● **EXERCISE DESCRIPTION**
Would you please copy the part of the material below that opens with the line containing "self.pool.get().await" and closes with the line containing "use ferry::DispatcherConfig;"? Copy it exactly, and only it.

● **DATA UNDER STUDY**

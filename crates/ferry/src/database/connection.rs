/*
 *  Copyright 2025-2026 Colliery Software
 *
 *  Licensed under the Apache License, Version 2.0 (the "License");
 *  you may not use this file except in compliance with the License.
 *  You may obtain a copy of the License at
 *
 *      http://www.apache.org/licenses/LICENSE-2.0
 *
 *  Unless required by applicable law or agreed to in writing, software
 *  distributed under the License is distributed on an "AS IS" BASIS,
 *  WITHOUT WARRANTIES OR CONDITIONS OF ANY KIND, either express or implied.
 *  See the License for the specific language governing permissions and
 *  limitations under the License.
 */

//! SQLite connection management.
//!
//! This module wraps a `deadpool-diesel` pool around the relay's SQLite file.
//! The pool holds a single connection, which makes the store a single writer:
//! every statement the HTTP handlers, WebSocket handlers and janitor issue is
//! applied one at a time, and the conditional updates in the DAL decide races.
//!
//! # Example
//!
//! ```rust,no_run
//! use ferry::Database;
//!
//! # async fn example() -> Result<(), ferry::database::connection::DatabaseError> {
//! let db = Database::try_new("sqlite://relay.db")?;
//! db.run_migrations().await?;
//! # Ok(())
//! # }
//! ```

use deadpool_diesel::sqlite::{
    Manager as SqliteManager, Pool as SqlitePool, Runtime as SqliteRuntime,
};
use thiserror::Error;
use tracing::info;

/// SQLite accepts one writer at a time even in WAL mode.
const SQLITE_POOL_SIZE: usize = 1;

/// Errors raised while opening or migrating the database.
#[derive(Debug, Error)]
pub enum DatabaseError {
    #[error("Failed to create SQLite connection pool: {0}")]
    PoolCreation(String),

    #[error("Failed to acquire a connection: {0}")]
    Connection(String),

    #[error("Failed to run migrations: {0}")]
    Migration(String),
}

/// Shared handle to the relay database.
///
/// Cloning is cheap; all clones share the same pool.
#[derive(Clone)]
pub struct Database {
    pool: SqlitePool,
    url: String,
}

impl std::fmt::Debug for Database {
    fn fmt(&self, f: &mut std::fmt::Formatter<'_>) -> std::fmt::Result {
        f.debug_struct("Database").field("url", &self.url).finish()
    }
}

impl Database {
    /// Opens a pool for the given SQLite location.
    ///
    /// Accepts a plain file path, a `sqlite://` prefixed path, a `file:` URI or
    /// `:memory:`.
    pub fn try_new(connection_string: &str) -> Result<Self, DatabaseError> {
        let url = Self::build_sqlite_url(connection_string);
        let manager = SqliteManager::new(url.clone(), SqliteRuntime::Tokio1);
        let pool = SqlitePool::builder(manager)
            .max_size(SQLITE_POOL_SIZE)
            .build()
            .map_err(|e| DatabaseError::PoolCreation(e.to_string()))?;

        info!(
            "SQLite connection pool initialized (size: {}, path: {})",
            SQLITE_POOL_SIZE, url
        );

        Ok(Self { pool, url })
    }

    /// The resolved SQLite path or URI.
    pub fn url(&self) -> &str {
        &self.url
    }

    fn build_sqlite_url(connection_string: &str) -> String {
        if let Some(path) = connection_string.strip_prefix("sqlite://") {
            path.to_string()
        } else {
            connection_string.to_string()
        }
    }

    /// Sets the connection pragmas and applies any pending embedded migrations.
    pub async fn run_migrations(&self) -> Result<(), DatabaseError> {
        use diesel::prelude::*;
        use diesel_migrations::MigrationHarness;

        let conn = self
            .pool
            .get()
            .await
            .map_err(|e| DatabaseError::Connection(e.to_string()))?;

        let applied = conn
            .interact(|conn| -> Result<usize, String> {
                // WAL lets readers proceed while the single writer commits.
                diesel::sql_query("PRAGMA journal_mode=WAL;")
                    .execute(conn)
                    .map_err(|e| format!("failed to set WAL mode: {}", e))?;
                diesel::sql_query("PRAGMA busy_timeout=30000;")
                    .execute(conn)
                    .map_err(|e| format!("failed to set busy_timeout: {}", e))?;

                conn.run_pending_migrations(crate::database::MIGRATIONS)
                    .map(|versions| versions.len())
                    .map_err(|e| e.to_string())
            })
            .await
            .map_err(|e| DatabaseError::Migration(e.to_string()))?
            .map_err(DatabaseError::Migration)?;

        info!("Applied {} pending migration(s)", applied);
        Ok(())
    }

    /// Gets a pooled SQLite connection.
    pub async fn get_sqlite_connection(
        &self,
    ) -> Result<
        deadpool::managed::Object<SqliteManager>,
        deadpool::managed::PoolError<deadpool_diesel::Error>,
    > {
        self.pool.get().await
    }
}
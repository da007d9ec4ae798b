/*
 *  Copyright 2025-2026 Colliery Software
 *
 *  Licensed under the Apache License, Version 2.0 (the "License");
 *  you may not use this file except in compliance with the License.
 *  You may obtain a copy of the License at
 *
 *      http://www.apache.org/licenses/LICENSE-2.0
 *
 *  Unless required by applicable law or agreed to in writing, software
 *  distributed under the License is distributed on an "AS IS" BASIS,
 *  WITHOUT WARRANTIES OR CONDITIONS OF ANY KIND, either express or implied.
 *  See the License for the specific language governing permissions and
 *  limitations under the License.
 */

//! Ferry CLI - operator commands that act directly on the relay store.

use anyhow::{Context, Result};
use clap::{Parser, Subcommand};
use ferry::DispatcherConfig;
use std::time::Duration;
use tracing::Level;

mod commands;

/// Ferry - a brokered request relay
#[derive(Parser)]
#[command(name = "ferry")]
#[command(author, version, about, long_about = None)]
struct Cli {
    /// Database URL (can also be set via DATABASE_URL environment variable)
    #[arg(long, env = "DATABASE_URL", global = true)]
    database_url: Option<String>,

    /// Enable verbose logging
    #[arg(short, long, global = true)]
    verbose: bool,

    #[command(subcommand)]
    command: Commands,
}

#[derive(Subcommand)]
enum Commands {
    /// Administrative commands for managing the relay store
    Admin {
        #[command(subcommand)]
        command: AdminCommands,
    },
}

#[derive(Subcommand)]
enum AdminCommands {
    /// Delete completed and timed-out requests past retention
    Purge {
        /// Delete requests completed longer ago than this (e.g., "30d", "7d", "24h")
        #[arg(long, default_value = "30d")]
        older_than: String,

        /// Only purge this category
        #[arg(long)]
        category: Option<String>,

        /// Preview what would be deleted without actually deleting
        #[arg(long)]
        dry_run: bool,
    },

    /// Create identifier counters for new categories
    Provision {
        /// Category names
        #[arg(required = true)]
        categories: Vec<String>,
    },

    /// List pending requests, oldest first
    Pending,

    /// Return requests claimed longer ago than the threshold to the pending pool
    ReleaseLocks {
        #[arg(long, default_value = "5m")]
        older_than: String,
    },

    /// Mark unclaimed requests older than the threshold as timed out
    ///
    /// Each originator is sent its timeout callback before the command exits.
    Escalate {
        #[arg(long, default_value = "10m")]
        older_than: String,

        /// Per-attempt callback timeout in seconds
        #[arg(long, default_value_t = 5)]
        callback_timeout: u64,

        /// Seconds to wait between callback attempts
        #[arg(long, default_value_t = 2)]
        callback_backoff: u64,

        /// Retries after the first failed callback attempt
        #[arg(long, default_value_t = 3)]
        callback_max_retries: u32,
    },
}

#[tokio::main]
async fn main() -> Result<()> {
    let cli = Cli::parse();

    ferry::init_logging(cli.verbose.then_some(Level::DEBUG));

    let database_url = cli
        .database_url
        .context("Database URL is required. Set --database-url or DATABASE_URL environment variable")?;

    match cli.command {
        Commands::Admin { command } => match command {
            AdminCommands::Purge {
                older_than,
                category,
                dry_run,
            } => {
                commands::purge::run(&database_url, &older_than, category.as_deref(), dry_run)
                    .await?;
            }
            AdminCommands::Provision { categories } => {
                commands::provision::run(&database_url, &categories).await?;
            }
            AdminCommands::Pending => {
                commands::pending::run(&database_url).await?;
            }
            AdminCommands::ReleaseLocks { older_than } => {
                commands::release_locks::run(&database_url, &older_than).await?;
            }
            AdminCommands::Escalate {
                older_than,
                callback_timeout,
                callback_backoff,
                callback_max_retries,
            } => {
                let callbacks = DispatcherConfig::builder()
                    .request_timeout(Duration::from_secs(callback_timeout))
                    .backoff(Duration::from_secs(callback_backoff))
                    .max_retries(callback_max_retries)
                    .build();
                commands::escalate::run(&database_url, &older_than, callbacks).await?;
            }
        },
    }

    Ok(())
}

● **RESULT FOR THIS TASK**
        self.pool.get().await
    }
}
repository da007d9ec4ae798b
/*
 *  Copyright 2025-2026 Colliery Software
 *
 *  Licensed under the Apache License, Version 2.0 (the "License");
 *  you may not use this file except in compliance with the License.
 *  You may obtain a copy of the License at
 *
 *      http://www.apache.org/licenses/LICENSE-2.0
 *
 *  Unless required by applicable law or agreed to in writing, software
 *  distributed under the License is distributed on an "AS IS" BASIS,
 *  WITHOUT WARRANTIES OR CONDITIONS OF ANY KIND, either express or implied.
 *  See the License for the specific language governing permissions and
 *  limitations under the License.
 */

//! Ferry CLI - operator commands that act directly on the relay store.

use anyhow::{Context, Result};
use clap::{Parser, Subcommand};
use ferry::DispatcherConfig;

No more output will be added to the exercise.